» Collected data
========

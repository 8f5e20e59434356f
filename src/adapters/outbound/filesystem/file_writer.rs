use crate::ports::outbound::OutputPresenter;
use crate::shared::error::ReportError;
use crate::shared::security::validate_output_target;
use crate::shared::Result;
use std::fs;
use std::io::{self, Write};
use std::path::{Path, PathBuf};

/// FileSystemWriter adapter writing the report to a file
pub struct FileSystemWriter {
    output_path: PathBuf,
}

impl FileSystemWriter {
    pub fn new(output_path: PathBuf) -> Self {
        Self { output_path }
    }

    pub fn output_path(&self) -> &Path {
        &self.output_path
    }

    fn validate_parent_directory(&self) -> Result<()> {
        if let Some(parent) = self.output_path.parent() {
            if parent != Path::new("") && !parent.is_dir() {
                return Err(ReportError::FileWrite {
                    path: self.output_path.clone(),
                    details: format!("Parent directory does not exist: {}", parent.display()),
                }
                .into());
            }
        }
        Ok(())
    }
}

impl OutputPresenter for FileSystemWriter {
    fn present(&self, content: &str) -> Result<()> {
        self.validate_parent_directory()?;
        validate_output_target(&self.output_path)?;

        fs::write(&self.output_path, content).map_err(|e| ReportError::FileWrite {
            path: self.output_path.clone(),
            details: e.to_string(),
        })?;

        eprintln!("✅ Report written: {}", self.output_path.display());
        Ok(())
    }
}

/// StdoutPresenter adapter writing the report to standard output
pub struct StdoutPresenter;

impl StdoutPresenter {
    pub fn new() -> Self {
        Self
    }
}

impl Default for StdoutPresenter {
    fn default() -> Self {
        Self::new()
    }
}

impl OutputPresenter for StdoutPresenter {
    fn present(&self, content: &str) -> Result<()> {
        let mut stdout = io::stdout().lock();
        stdout
            .write_all(content.as_bytes())
            .and_then(|_| stdout.flush())
            .map_err(|e| anyhow::anyhow!("Failed to write to stdout: {}", e))?;
        Ok(())
    }
}

#[cfg(test)]
mod tests {
    use super::*;
    use tempfile::TempDir;

    #[test]
    fn test_file_writer_success() {
        let temp_dir = TempDir::new().unwrap();
        let output_path = temp_dir.path().join("dependency_report.html");

        let writer = FileSystemWriter::new(output_path.clone());
        writer.present("<html></html>").unwrap();

        assert_eq!(fs::read_to_string(&output_path).unwrap(), "<html></html>");
    }

    #[test]
    fn test_file_writer_overwrites_existing_file() {
        let temp_dir = TempDir::new().unwrap();
        let output_path = temp_dir.path().join("report.html");
        fs::write(&output_path, "old").unwrap();

        FileSystemWriter::new(output_path.clone())
            .present("new")
            .unwrap();
        assert_eq!(fs::read_to_string(&output_path).unwrap(), "new");
    }

    #[test]
    fn test_file_writer_parent_directory_not_found() {
        let writer = FileSystemWriter::new(PathBuf::from("/nonexistent/directory/report.html"));
        let err = writer.present("content").unwrap_err();
        assert!(err.to_string().contains("Parent directory does not exist"));
        assert_eq!(
            err.downcast_ref::<ReportError>().map(|e| e.class()),
            Some("FileWriteError")
        );
    }

    #[test]
    fn test_file_writer_rejects_directory_target() {
        let temp_dir = TempDir::new().unwrap();
        let writer = FileSystemWriter::new(temp_dir.path().to_path_buf());
        assert!(writer.present("content").is_err());
    }

    #[cfg(unix)]
    #[test]
    fn test_file_writer_rejects_symlink_target() {
        let temp_dir = TempDir::new().unwrap();
        let target = temp_dir.path().join("target.html");
        let link = temp_dir.path().join("link.html");
        fs::write(&target, "original").unwrap();
        std::os::unix::fs::symlink(&target, &link).unwrap();

        assert!(FileSystemWriter::new(link).present("content").is_err());
        assert_eq!(fs::read_to_string(&target).unwrap(), "original");
    }

    #[test]
    fn test_stdout_presenter_success() {
        assert!(StdoutPresenter::new().present("").is_ok());
    }
}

========

» TASK DESCRIPTION
Only lines with the word "display" count here; copy every one from the records.

» ANSWER TO THE PROBLEM
                    details: format!("Parent directory does not exist: {}", parent.display()),
        eprintln!("✅ Report written: {}", self.output_path.display());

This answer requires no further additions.